Tomorrow in DC we will be delivering testimony, reprinted below, in opposition to  Bill 19-567, a proposed new law that would allow police to designate permanent Prostitution-Free Zones (PFZs), which have been dubbed by local activists as Trans Profiling Zones.

If you cannot attend tomorrow, you can watch online.

In any case, in the coming two weeks, please join us by signing the change.org petition. Each time someone signs, the DC Council gets email notice. We want to deluge these officials’ in boxes and make sure that this legislation is never passed, and that even our current temporary PFZs disappear in the waste bin of stupid ideas.

Prostitution is illegal, but PFZs, temporary as they are now or permanent, constitute legalized sex discrimination and a direct challenge to civil rights. Any discussion of PFZs is, therefore, part of a larger discourse on human rights.

As others will attest tomorrow, the establishment or continuation of PFZs is clearly unconstitutional, ignoring due process and equal protection clauses of the U.S. Constitution, so any law making them permanent will be subject to unending legal challenges costing our city hundreds of thousands of tax dollars defending a foolish law.

Putting the question of constitutionality aside for the moment, however, these PFZs are a menace to public safety by creating “papers please” profiling zones threatening people in the neighborhoods where they wish to live and work in peace. Police haven’t curbed prostitution or decreased crime that is imagined to be associated with prostitution, just relocated most of these activities to outlying neighborhoods away from downtown.

All residents and visitors to our nation’s capital have the right to be free from unwelcomed, coerced encounters with police, and the harassment that ensues during such forced encounters. Because most if not all of these coercive encounters have been shown to be biased, based entirely on the personal judgments and viewpoints of the police officer/s, rather than extant police procedures and special orders and human rights laws in the District of Columbia. Many of these unsolicited encounters with cross-purposes result in unwarranted arrests, further harassment, mistreatment by the police while incarcerated, and sometimes injury or even death.

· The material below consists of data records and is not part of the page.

// src/errors.rs

//! Crate-wide error types.

use thiserror::Error;

use crate::types::TaskClassId;

/// A `run`/`clean` body returned an error, or panicked while running.
#[derive(Debug, Clone, Error)]
#[error("task '{class}' failed: {message}")]
pub struct TaskBuildError {
    pub class: TaskClassId,
    pub message: String,
}

impl TaskBuildError {
    pub fn from_display(class: TaskClassId, err: impl std::fmt::Display) -> Self {
        Self {
            class,
            message: err.to_string(),
        }
    }

    pub fn from_panic(class: TaskClassId, payload: Box<dyn std::any::Any + Send>) -> Self {
        let message = if let Some(s) = payload.downcast_ref::<&str>() {
            s.to_string()
        } else if let Some(s) = payload.downcast_ref::<String>() {
            s.clone()
        } else {
            "task panicked with a non-string payload".to_string()
        };
        Self { class, message }
    }
}

/// A dependency cycle was found while closing the dependency graph.
#[derive(Debug, Clone, Error)]
#[error("circular dependency detected while building the graph for '{root}'")]
pub struct CircularDependencyError {
    pub root: TaskClassId,
}

/// Raised against a task (and anyone waiting on its exports) when the host
/// drops or cancels the driving [`crate::executor::Executor`] future.
#[derive(Debug, Clone, Error)]
#[error("task '{0}' was interrupted before it could complete")]
pub struct TaskInterruptedException(pub TaskClassId);

/// The union of everything that can go wrong with a single task class.
#[derive(Debug, Clone, Error)]
pub enum TaskError {
    #[error(transparent)]
    Build(#[from] TaskBuildError),
    #[error(transparent)]
    Circular(#[from] CircularDependencyError),
    #[error(transparent)]
    Interrupted(#[from] TaskInterruptedException),
    #[error("task '{0}' was skipped because a dependency failed or was skipped")]
    Skipped(TaskClassId),
    #[error("task '{0}' does not export '{1}'")]
    NoSuchExport(TaskClassId, String),
    #[error("task '{0}' is not registered with this engine")]
    NotRegistered(TaskClassId),
    #[error("task '{0}' has not completed yet")]
    NotReady(TaskClassId),
}

impl TaskError {
    pub fn class(&self) -> Option<&TaskClassId> {
        match self {
            TaskError::Build(e) => Some(&e.class),
            TaskError::Circular(e) => Some(&e.root),
            TaskError::Interrupted(e) => Some(&e.0),
            TaskError::Skipped(c) | TaskError::NotRegistered(c) | TaskError::NotReady(c) => Some(c),
            TaskError::NoSuchExport(c, _) => Some(c),
        }
    }
}

/// Raised by [`crate::executor::Executor::execute`] (and `execute_clean`)
/// when one or more tasks failed during the phase.
#[derive(Debug, Clone)]
pub struct AggregateError {
    pub errors: Vec<(TaskClassId, TaskError)>,
}

impl std::fmt::Display for AggregateError {
    fn fmt(&self, f: &mut std::fmt::Formatter<'_>) -> std::fmt::Result {
        write!(f, "{} task(s) failed", self.errors.len())?;
        for (class, err) in &self.errors {
            write!(f, "\n  - {class}: {err}")?;
        }
        Ok(())
    }
}

impl std::error::Error for AggregateError {}

pub type Result<T> = std::result::Result<T, TaskError>;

DC government has the opportunity to step back and consider that the path of the PFZs is not only a losing proposition, it goes against the very principles of existing local laws and the very integrity of those who serve the Council. Rather then roiling ‘red meat’ for a small group of noisy busybodies in select neighborhoods, so as not to ‘appear’ as favoring prostitution, lawmakers should instead focus their attention on finding systemic and sustainable solutions that offer better employment options to this most vulnerable class of people, often forced through economic necessity to seek sex work for their very survival.

VenusPlusX’s testimony, prepared by Dan Massey, points to a future where sex workers are not victims of police overreach such as these PFZs. Here it is:

A Statement Opposing Establishment of Permanent Prostitution-Free Zones in the District of Columbia

You are today considering legislation that would create permanent “prostitution- free zones” (PPFZs) in certain areas of the city. I strongly urge that the Council table this matter for the time being and instead initiate a combined government and community-based effort, emphasizing transparency and harmony, to effectively address the real underlying problem which the PPFZ proposal fails to address.

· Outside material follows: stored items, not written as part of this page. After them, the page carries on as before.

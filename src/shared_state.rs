// src/shared_state.rs

//! `SharedState`: the dependency broker. A coroutine that wants another
//! task's exported value calls `request_dependency`; depending on that
//! task's broker-visible state it either gets the value back immediately,
//! is told to park because someone else already triggered a start, or is
//! told it's the first to ask and must itself kick off the dependency.
//!
//! A single mutex guards all broker bookkeeping; it is never held while a
//! resume channel is sent on, so a slow or panicking waiter can't wedge the
//! broker for everyone else.

use std::collections::HashMap;
use std::sync::{Arc, Mutex};

use tokio::sync::oneshot;
use tracing::debug;

use crate::errors::TaskError;
use crate::types::{ExportValue, TaskClassId};

#[derive(Clone)]
enum BrokerState {
    Pending,
    Running,
    Completed(Arc<HashMap<String, ExportValue>>),
    Failed(TaskError),
}

struct Waiter {
    export_name: String,
    resume: oneshot::Sender<ResumeMessage>,
}

pub enum ResumeMessage {
    Value(ExportValue),
    Error(TaskError),
}

/// What a `request_dependency` caller should do next.
pub enum Verdict {
    /// The dependency is already terminal; resolved without suspending.
    Ready(Result<ExportValue, TaskError>),
    /// Someone else already triggered this dependency; park and wait.
    Wait(oneshot::Receiver<ResumeMessage>),
    /// Nobody has triggered this dependency yet; the caller must ask the
    /// worker pool to dispatch it, then park and wait on the same channel.
    Start(oneshot::Receiver<ResumeMessage>),
}

#[derive(Default)]
struct Inner {
    state: HashMap<TaskClassId, BrokerState>,
    waiters: HashMap<TaskClassId, Vec<Waiter>>,
}

#[derive(Default)]
pub struct SharedState {
    inner: Mutex<Inner>,
}

impl SharedState {
    pub fn new() -> Self {
        Self::default()
    }

    /// Ask to read `dep`'s `export_name`. See [`Verdict`] for the three
    /// possible outcomes.
    pub fn request_dependency(&self, dep: &TaskClassId, export_name: &str) -> Verdict {
        let mut guard = self.inner.lock().unwrap();
        match guard.state.get(dep) {
            Some(BrokerState::Completed(values)) => {
                let result = values
                    .get(export_name)
                    .cloned()
                    .ok_or_else(|| TaskError::NoSuchExport(dep.clone(), export_name.to_string()));
                Verdict::Ready(result)
            }
            Some(BrokerState::Failed(err)) => Verdict::Ready(Err(err.clone())),
            Some(BrokerState::Pending) | Some(BrokerState::Running) => {
                let (tx, rx) = oneshot::channel();
                guard.waiters.entry(dep.clone()).or_default().push(Waiter {
                    export_name: export_name.to_string(),
                    resume: tx,
                });
                Verdict::Wait(rx)
            }
            None => {
                let (tx, rx) = oneshot::channel();
                guard.waiters.entry(dep.clone()).or_default().push(Waiter {
                    export_name: export_name.to_string(),
                    resume: tx,
                });
                guard.state.insert(dep.clone(), BrokerState::Pending);
                Verdict::Start(rx)
            }
        }
    }

    /// Called once a task that won the dispatch race actually begins
    /// running, whether it was dispatched proactively by the scheduler or
    /// on-demand via a `Start` verdict. Idempotent with respect to the
    /// `Start`/`Wait` arbitration: after this call, every subsequent
    /// `request_dependency` for `class` sees `Wait`.
    pub fn mark_started(&self, class: &TaskClassId) {
        self.inner
            .lock()
            .unwrap()
            .state
            .insert(class.clone(), BrokerState::Running);
    }

    pub fn mark_completed(&self, class: &TaskClassId, exports: HashMap<String, ExportValue>) {
        let exports = Arc::new(exports);
        let waiters = {
            let mut guard = self.inner.lock().unwrap();
            guard.state.insert(class.clone(), BrokerState::Completed(exports.clone()));
            guard.waiters.remove(class).unwrap_or_default()
        };
        debug!(task = %class, waiters = waiters.len(), "shared_state: resolving waiters on completion");
        for waiter in waiters {
            let msg = match exports.get(&waiter.export_name) {
                Some(v) => ResumeMessage::Value(v.clone()),
                None => ResumeMessage::Error(TaskError::NoSuchExport(
                    class.clone(),
                    waiter.export_name.clone(),
                )),
            };
            let _ = waiter.resume.send(msg);
        }
    }

    pub fn mark_failed(&self, class: &TaskClassId, error: TaskError) {
        self.resolve_with_error(class, BrokerState::Failed(error.clone()), error);
    }

    pub fn mark_skipped(&self, class: &TaskClassId) {
        let error = TaskError::Skipped(class.clone());
        self.resolve_with_error(class, BrokerState::Failed(error.clone()), error);
    }

    fn resolve_with_error(&self, class: &TaskClassId, state: BrokerState, error: TaskError) {
        let waiters = {
            let mut guard = self.inner.lock().unwrap();
            guard.state.insert(class.clone(), state);
            guard.waiters.remove(class).unwrap_or_default()
        };
        debug!(task = %class, waiters = waiters.len(), error = %error, "shared_state: resolving waiters with error");
        for waiter in waiters {
            let _ = waiter.resume.send(ResumeMessage::Error(error.clone()));
        }
    }
}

There is little to gain in enacting laws that sound responsible to a vocal minority in the community, but which depend solely on the government to deploy violence against fellow citizens. Such laws deserve only ridicule when examined in the light of reason.

Sex workers provide an important function in society by filling a market need that cannot be eliminated, since it comes about through the choices and desires of the individual members of the population as a whole.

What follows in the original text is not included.